[Stored items]
= = = =

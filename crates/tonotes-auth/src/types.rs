//! Shared authentication types

use chrono::{DateTime, Utc};
use serde::{Deserialize, Serialize};
use tonotes_db::{Session, User};
use uuid::Uuid;

// =============================================================================
// Token Types
// =============================================================================

/// Claim value marking a refresh token
pub const REFRESH_TOKEN_TYPE: &str = "refresh";

/// JWT token pair (access + refresh)
#[derive(Debug, Clone, Serialize, Deserialize)]
pub struct TokenPair {
    /// Access token
    pub access_token: String,
    /// Refresh token
    pub refresh_token: String,
    /// Access token expiry (Unix timestamp)
    pub access_expires_at: i64,
    /// Refresh token expiry (Unix timestamp)
    pub refresh_expires_at: i64,
    /// Token type (always "Bearer")
    pub token_type: String,
}

impl TokenPair {
    pub fn new(
        access_token: String,
        refresh_token: String,
        access_expires_at: i64,
        refresh_expires_at: i64,
    ) -> Self {
        Self {
            access_token,
            refresh_token,
            access_expires_at,
            refresh_expires_at,
            token_type: "Bearer".to_string(),
        }
    }
}

/// Token kind, derived from the presence of the `type` claim
#[derive(Debug, Clone, Copy, PartialEq, Eq)]
pub enum TokenKind {
    Access,
    Refresh,
}

/// JWT claims structure
#[derive(Debug, Clone, Serialize, Deserialize)]
pub struct TokenClaims {
    /// Subject (user ID)
    pub sub: String,
    /// Issued at (Unix timestamp)
    pub iat: i64,
    /// Expiration time (Unix timestamp)
    pub exp: i64,
    /// Issuer
    pub iss: String,
    /// `"refresh"` on refresh tokens, absent on access tokens
    #[serde(rename = "type", default, skip_serializing_if = "Option::is_none")]
    pub token_type: Option<String>,
}

impl TokenClaims {
    pub fn kind(&self) -> TokenKind {
        match self.token_type.as_deref() {
            Some(REFRESH_TOKEN_TYPE) => TokenKind::Refresh,
            _ => TokenKind::Access,
        }
    }

    pub fn user_id(&self) -> Option<Uuid> {
        Uuid::parse_str(&self.sub).ok()
    }
}

// =============================================================================
// Request Context
// =============================================================================

/// Client details captured when a session is opened
#[derive(Debug, Clone, Default)]
pub struct RequestMeta {
    pub user_agent: String,
    /// Client IP as reported by proxy headers or the socket
    pub ip: Option<String>,
}

/// Authenticated caller, attached to request extensions by the middleware
#[derive(Debug, Clone)]
pub struct AuthContext {
    pub user_id: Uuid,
    /// The caller's session after this request's activity touch
    pub session: Session,
    /// Raw bearer token, needed to revoke it on logout
    pub access_token: String,
}

impl AuthContext {
    pub fn session_id(&self) -> Uuid {
        self.session.id
    }
}

// =============================================================================
// Flow Results
// =============================================================================

/// Public view of a user
#[derive(Debug, Clone, Serialize, Deserialize, PartialEq)]
pub struct UserSummary {
    pub id: Uuid,
    pub username: String,
    pub email: String,
    pub two_factor_enabled: bool,
    pub created_at: DateTime<Utc>,
}

impl From<&User> for UserSummary {
    fn from(user: &User) -> Self {
        Self {
            id: user.id,
            username: user.username.clone(),
            email: user.email.clone(),
            two_factor_enabled: user.two_factor_enabled,
            created_at: user.created_at,
        }
    }
}

/// Tokens and session handed out by a completed login or registration
#[derive(Debug, Clone)]
pub struct LoginSuccess {
    pub tokens: TokenPair,
    pub user: UserSummary,
    pub session: Session,
    /// Set when an older session was ended to respect the cap
    pub notice: Option<String>,
}

/// Result of a password login
#[derive(Debug, Clone)]
pub enum LoginOutcome {
    Authenticated(LoginSuccess),
    /// Password was right but a TOTP code is needed; no tokens were minted
    TwoFactorRequired { user_id: Uuid },
}

/// Login completed with a recovery code instead of a TOTP code
#[derive(Debug, Clone)]
pub struct RecoveryLogin {
    pub login: LoginSuccess,
    pub remaining_codes: usize,
    /// Present once the last code has been used
    pub warning: Option<String>,
}

/// First step of 2FA enrollment
#[derive(Debug, Clone, Serialize, Deserialize)]
pub struct TotpEnrollment {
    /// Base32 shared secret
    pub secret: String,
    /// `otpauth://` provisioning URI
    pub otpauth_url: String,
    /// QR code of the provisioning URI as an SVG data URI
    pub qr_code: String,
}
//! Two-factor enrollment and recovery against the user repository
//!
//! Enrollment is a two-step commit: `generate_secret` hands out a secret
//! without storing anything, and only `enable` with a matching code persists
//! it together with the hashed recovery codes.

use std::sync::Arc;
use tonotes_db::{User, UserRepository};
use tracing::{info, warn};
use uuid::Uuid;

use crate::error::{AuthError, AuthResult};
use crate::totp::{hash_recovery_code, TotpService};
use crate::types::TotpEnrollment;

#[derive(Clone)]
pub struct TwoFactorService {
    users: Arc<dyn UserRepository>,
    totp: TotpService,
}

impl TwoFactorService {
    pub fn new(users: Arc<dyn UserRepository>, totp: TotpService) -> Self {
        Self { users, totp }
    }

    /// First enrollment step. Nothing is persisted.
    pub fn generate_secret(&self, user: &User) -> AuthResult<TotpEnrollment> {
        if user.two_factor_enabled {
            return Err(AuthError::TwoFactorAlreadyEnabled);
        }
        self.totp.generate_secret(&user.email)
    }

    /// Second enrollment step: check `code` against the submitted `secret`,
    /// then store both and return the plaintext recovery codes
    pub async fn enable(&self, user_id: Uuid, secret: &str, code: &str) -> AuthResult<Vec<String>> {
        let user = self.load(user_id).await?;
        if user.two_factor_enabled {
            return Err(AuthError::TwoFactorAlreadyEnabled);
        }
        if !self.totp.verify_code(secret, code)? {
            return Err(AuthError::InvalidTwoFactorCode);
        }

        let codes = self.totp.generate_recovery_codes();
        let hashes: Vec<String> = codes.iter().map(|c| hash_recovery_code(c)).collect();

        // Conditional on 2FA still being off, so two racing enables store one secret
        if !self.users.enable_two_factor(user_id, secret.trim(), &hashes).await? {
            return Err(AuthError::TwoFactorAlreadyEnabled);
        }

        info!(user_id = %user_id, "Two-factor authentication enabled");
        Ok(codes)
    }

    /// Check a TOTP code for a user with 2FA on
    pub async fn verify(&self, user_id: Uuid, code: &str) -> AuthResult<bool> {
        let user = self.load(user_id).await?;
        self.verify_user(&user, code)
    }

    pub fn verify_user(&self, user: &User, code: &str) -> AuthResult<bool> {
        match (&user.totp_secret, user.two_factor_enabled) {
            (Some(secret), true) => self.totp.verify_code(secret, code),
            _ => Err(AuthError::TwoFactorNotEnabled),
        }
    }

    /// Spend one recovery code. Returns how many remain.
    pub async fn consume_recovery(&self, user_id: Uuid, code: &str) -> AuthResult<usize> {
        let hash = hash_recovery_code(code);
        let remaining = self
            .users
            .consume_recovery_code(user_id, &hash)
            .await?
            .ok_or(AuthError::InvalidRecoveryCode)?;

        info!(user_id = %user_id, remaining, "Recovery code used");
        if remaining == 0 {
            warn!(user_id = %user_id, "Last recovery code used");
        }
        Ok(remaining)
    }

    /// Turn 2FA off. Requires a currently valid TOTP code.
    pub async fn disable(&self, user_id: Uuid, code: &str) -> AuthResult<()> {
        let user = self.load(user_id).await?;
        if !self.verify_user(&user, code)? {
            return Err(AuthError::InvalidTwoFactorCode);
        }
        self.users.disable_two_factor(user_id).await?;
        info!(user_id = %user_id, "Two-factor authentication disabled");
        Ok(())
    }

    async fn load(&self, user_id: Uuid) -> AuthResult<User> {
        self.users
            .find_by_id(user_id)
            .await?
            .ok_or_else(|| AuthError::NotFound("User".to_string()))
    }
}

= = = =

## Task to complete
Go over the entries above and tally the lines holding "serde"; please answer with the number alone.

## Response box
2